I wanted to boycott doing a gushy Father's Day Instagram post because sometimes those almost-mandatory holiday posts feel inorganic and disingenuous. I don't like posting things because I am supposed to. I don't want to write that someone is "the greatest xyz in the world" or "the perfect blah blah blah" because while I may think they are pretty great, I haven't met everyone in the world so I really can't be the of judge that and I have never met a "perfect" anyone. Sometimes all the social media praise and hyperbole makes my head spin. Now you can call bull shit on me because I have written many-a-gushy posts before and I am sure I will do it again (and probably on Father's Day for the matter) and I don't judge others for doing so but I want to make a habit of only "holiday posting" because I am feeling inspired to and not because I feel obligated to. All that said, here is a whole damn blog about fathers. How's that for hypocrisy.
So here is my alternative ode to my husband who is currently away for work.

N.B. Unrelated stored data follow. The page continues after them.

//! Codec and framing errors

/// Error raised while decoding or transporting protocol messages
#[derive(Debug, thiserror::Error)]
pub enum CodecError {
    #[error("truncated message: need {needed} more bytes")]
    Truncated { needed: usize },

    #[error("unknown message tag: {0:#04x}")]
    UnknownMessageTag(u8),

    #[error("unknown lock id tag: {0}")]
    UnknownLockIdTag(u8),

    #[error("unknown lock level ordinal: {0}")]
    UnknownLevel(u8),

    #[error("unknown reject reason: {0}")]
    UnknownRejectReason(u8),

    #[error("invalid utf-8 in lock id: {0}")]
    InvalidUtf8(#[from] std::string::FromUtf8Error),

    #[error("frame of {0} bytes exceeds limit")]
    FrameTooLarge(usize),

    #[error("{0} trailing bytes after message")]
    TrailingBytes(usize),

    #[error("io error: {0}")]
    Io(#[from] std::io::Error),
}

pub type Result<T> = std::result::Result<T, CodecError>;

The father of my children is human. I feel like he should be celebrated, not worshiped. Like all fathers, he wonders if he is doing things right, he makes mistakes, gets frustrated and he sometimes needs a break. He has weaknesses but they are out-shined by his strengths. He turns our children's tears into smiles, is willing to perform a ridiculous dance to get a baby giggle, will read 20 books in a row even when he just got off a 12-hour flight, and will make even the most defeated toddler feel understood. I never appreciate him more than when he is away. Why is that? We talk on the phone and he dreams up all the adventures he wants our kids to experience. He studies their traits and makes guesses as to what sort of people they will become. He begs time to hold still. When I feel like I am failing as a parent, he tells me just to love them and everything will fall into place. He has a calming presence and an acute sense of humor that brings balance to our home. He is all of our very favorite.
I wish I could write more and write about my dad but alas it is late and Wolfie has decided that 6 AM is a great time to rise so I have got to hit the hay. Maybe this whole thing ended up cheesier than I intended it ;) But happy Father's Day to all the perfectly imperfect Fathers out there. There is nothing better.